> _What needs to be done_
Each line of the listing that contains "clamp" should be found and copied.

> _Materials provided_
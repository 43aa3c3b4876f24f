use crate::curve::model::{Curve, CurveNode, CurveType};
use crate::expression::builtin::lerp;
use crate::runtime::env::Environment;

impl Curve {
    /// Evaluate at `input / horizontal_range`.
    ///
    /// An empty curve is `0`; a zero horizontal range is `1`. Shapes that need more nodes than
    /// the curve has fall back to the normalized input.
    pub fn evaluate<E: Environment + ?Sized>(&self, env: &mut E) -> f32 {
        let nodes = self.nodes();
        if nodes.is_empty() {
            return 0.0;
        }
        let range = env.safe_resolve(self.horizontal_range());
        if range == 0.0 {
            return 1.0;
        }
        let input = env.safe_resolve(self.input()) / range;
        let index = self.node_index(input);

        match self.kind() {
            CurveType::Linear => linear(env, nodes, index, input),
            CurveType::Bezier => {
                if nodes.len() < 4 {
                    return input;
                }
                let [a, b, c, d] = [0, 1, 2, 3].map(|i| env.safe_resolve(nodes[i].value()));
                bezier(a, b, c, d, input)
            }
            CurveType::BezierChain => bezier_chain(env, nodes, index, input),
            CurveType::CatmullRom => catmull_rom_segment(env, nodes, index, input),
        }
    }

    /// Last node at or before `input`, skipping the spline's virtual end nodes.
    pub fn node_index(&self, input: f32) -> usize {
        let nodes = self.nodes();
        let offset = self.kind().offset();
        let mut best = offset;
        let end = nodes.len().saturating_sub(offset * 2);
        for (i, node) in nodes.iter().enumerate().take(end).skip(offset) {
            if node.time > input {
                break;
            }
            best = i;
        }
        best
    }
}

fn progress(from: &CurveNode, to: &CurveNode, input: f32) -> f32 {
    let span = to.time - from.time;
    if span == 0.0 {
        0.0
    } else {
        (input - from.time) / span
    }
}

fn linear<E: Environment + ?Sized>(
    env: &mut E,
    nodes: &[CurveNode],
    index: usize,
    input: f32,
) -> f32 {
    if nodes.len() == 1 {
        return env.safe_resolve(nodes[0].value());
    }
    let cur = &nodes[index];
    let next = nodes.get(index + 1).unwrap_or(cur);
    let a = env.safe_resolve(cur.value());
    let b = env.safe_resolve(next.value());
    lerp(a, b, progress(cur, next, input).clamp(0.0, 1.0))
}

fn bezier_chain<E: Environment + ?Sized>(
    env: &mut E,
    nodes: &[CurveNode],
    index: usize,
    input: f32,
) -> f32 {
    let cur = &nodes[index];
    let Some(next) = nodes.get(index + 1) else {
        return env.safe_resolve(&cur.right_value);
    };
    let step = (next.time - cur.time) / 3.0;
    let a = env.safe_resolve(&cur.right_value);
    let b = a + step * env.safe_resolve(&cur.right_slope);
    let d = env.safe_resolve(&next.left_value);
    let c = d - step * env.safe_resolve(&next.left_slope);
    bezier(a, b, c, d, progress(cur, next, input).clamp(0.0, 1.0))
}

fn catmull_rom_segment<E: Environment + ?Sized>(
    env: &mut E,
    nodes: &[CurveNode],
    index: usize,
    input: f32,
) -> f32 {
    if nodes.len() < 4 || index == 0 || index + 2 >= nodes.len() {
        return input;
    }
    let [a, b, c, d] =
        [index - 1, index, index + 1, index + 2].map(|i| env.safe_resolve(nodes[i].value()));
    let t = progress(&nodes[index], &nodes[index + 1], input).clamp(0.0, 1.0);
    catmull_rom(a, b, c, d, t)
}

/// Cubic Bézier through control values `p0..p3` via the Bernstein basis.
pub fn bezier(p0: f32, p1: f32, p2: f32, p3: f32, t: f32) -> f32 {
    let inv = 1.0 - t;
    inv * inv * inv * p0 + 3.0 * inv * inv * t * p1 + 3.0 * inv * t * t * p2 + t * t * t * p3
}

/// Uniform Catmull-Rom between `p1` and `p2`.
pub fn catmull_rom(p0: f32, p1: f32, p2: f32, p3: f32, t: f32) -> f32 {
    0.5 * ((2.0 * p1)
        + (-p0 + p2) * t
        + (2.0 * p0 - 5.0 * p1 + 4.0 * p2 - p3) * t * t
        + (-p0 + 3.0 * p1 - 3.0 * p2 + p3) * t * t * t)
}

#[cfg(test)]
#[path = "../../tests/unit/curve/eval.rs"]
mod tests;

> _Answer for the task_
    lerp(a, b, progress(cur, next, input).clamp(0.0, 1.0))
    bezier(a, b, c, d, progress(cur, next, input).clamp(0.0, 1.0))
    let t = progress(&nodes[index], &nodes[index + 1], input).clamp(0.0, 1.0);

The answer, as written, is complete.